Please separate local variable definition blocks from statements by an extra 
newline.

>  		BUG_ON(this_cpu_read(cpu_tlbstate.active_mm) != next);
>  
> -		if (!cpumask_test_cpu(cpu, mm_cpumask(next))) {
> +		if (oldstate == TLBSTATE_FLUSH ||
> +				!cpumask_test_cpu(cpu, mm_cpumask(next))) {
>  			/*
>  			 * On established mms, the mm_cpumask is only changed
>  			 * from irq context, from ptep_clear_flush() while in
> @@ -242,11 +244,42 @@ static void flush_tlb_func(void *info)
>  
>  }
>  
> +/*
> + * Determine whether a CPU's TLB needs to be flushed now, or whether the
> + * flush can be delayed until the next context switch, by changing the
> + * tlbstate from TLBSTATE_LAZY to TLBSTATE_FLUSH.
> + */
> +static bool lazy_tlb_can_skip_flush(int cpu) {
> +	int *tlbstate = &per_cpu(cpu_tlbstate.state, cpu);
> +	int old;

Yeah, so this is not how the standard function definition looks like.

> +	/* A task on the CPU is actively using the mm.
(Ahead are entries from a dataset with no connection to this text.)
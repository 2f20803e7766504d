//! Ordered, append-only record of the snapshots taken during a run.

use serde::{Deserialize, Serialize};

use crate::snapshot::Snapshot;

/// Snapshots in collection order. Only the sampler appends.
#[derive(Debug, Clone, Default, PartialEq, Serialize, Deserialize)]
#[serde(transparent)]
pub struct History {
    entries: Vec<Snapshot>,
}

impl History {
    pub fn new() -> Self {
        Self::default()
    }

    pub(crate) fn append(&mut self, snapshot: Snapshot) -> &Snapshot {
        debug_assert!(
            self.entries
                .last()
                .is_none_or(|prev| prev.timestamp < snapshot.timestamp),
            "history timestamps must be strictly increasing"
        );
        self.entries.push(snapshot);
        &self.entries[self.entries.len() - 1]
    }

    pub fn all(&self) -> &[Snapshot] {
        &self.entries
    }

    pub fn clear(&mut self) {
        self.entries.clear();
    }

    pub fn len(&self) -> usize {
        self.entries.len()
    }

    pub fn is_empty(&self) -> bool {
        self.entries.is_empty()
    }

    pub fn first(&self) -> Option<&Snapshot> {
        self.entries.first()
    }

    pub fn last(&self) -> Option<&Snapshot> {
        self.entries.last()
    }

    pub fn iter(&self) -> std::slice::Iter<'_, Snapshot> {
        self.entries.iter()
    }

    /// Pretty JSON array of every snapshot.
    pub fn to_json(&self) -> serde_json::Result<String> {
        serde_json::to_string_pretty(self)
    }
}

impl<'a> IntoIterator for &'a History {
    type Item = &'a Snapshot;
    type IntoIter = std::slice::Iter<'a, Snapshot>;

    fn into_iter(self) -> Self::IntoIter {
        self.iter()
    }
}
Flush the TLB. */
> +	if (*tlbstate == TLBSTATE_OK)
> +		return false;
> +
> +	/* The TLB will be flushed on the next context switch. */
> +	if (*tlbstate == TLBSTATE_FLUSH)
> +		return true;
> +
> +	/*
> +	 * The CPU is in TLBSTATE_LAZY, which could context switch back
> +	 * to TLBSTATE_OK, re-using the TLB state without a TLB flush.
> +	 * In that case, a TLB flush IPI needs to be sent.
> +	 *
> +	 * Otherwise, the TLB state is now TLBSTATE_FLUSH, and the
> +	 * TLB flush IPI can be skipped.
> +	 */
> +	old = cmpxchg(tlbstate, TLBSTATE_LAZY, TLBSTATE_FLUSH);
> +
> +	return old != TLBSTATE_OK;
> +}
> +
>  void native_flush_tlb_others(const struct cpumask *cpumask,
>  				 struct mm_struct *mm, unsigned long start,
>  				 unsigned long end)
>  {
>  	struct flush_tlb_info info;
> +	unsigned int cpu;
>  
>  	if (end == 0)
>  		end = start + PAGE_SIZE;
> @@ -262,8 +295,6 @@ void native_flush_tlb_others(const struct cpumask *cpumask,
>  				(end - start) >> PAGE_SHIFT);
>  
>  	if (is_uv_system()) {
> -		unsigned int cpu;
> -
>  		cpu = smp_processor_id();
>  		cpumask = uv_flush_tlb_others(cpumask, mm, start, end, cpu);
>  		if (cpumask)
> @@ -271,6 +302,16 @@ void native_flush_tlb_others(const struct cpumask *cpumask,
>  								&info, 1);
>  		return;
>  	}
> +
> +	/*
> +	 * Instead of sending IPIs to CPUs in lazy TLB mode, move that
> +	 * CPUs TLB state to TLBSTATE_FLUSH, causing the TLB to be flushed
> +	 * at the next context switch.

s/CPUs/CPU's

> +	 */
> +	for_each_cpu(cpu, cpumask)
> +		if (lazy_tlb_can_skip_flush(cpu))
> +			cpumask_clear_cpu(cpu, (struct cpumask *)cpumask);

Please remove the 'const' from the cpumask type definition instead of this ugly 
cast!

Plus this needs one more pair of curly braces and it's perfect! ;-)

I'd also like to wait for the Tested-by from Benjamin as well before we can 
proceeed.

Thanks,

	Ingo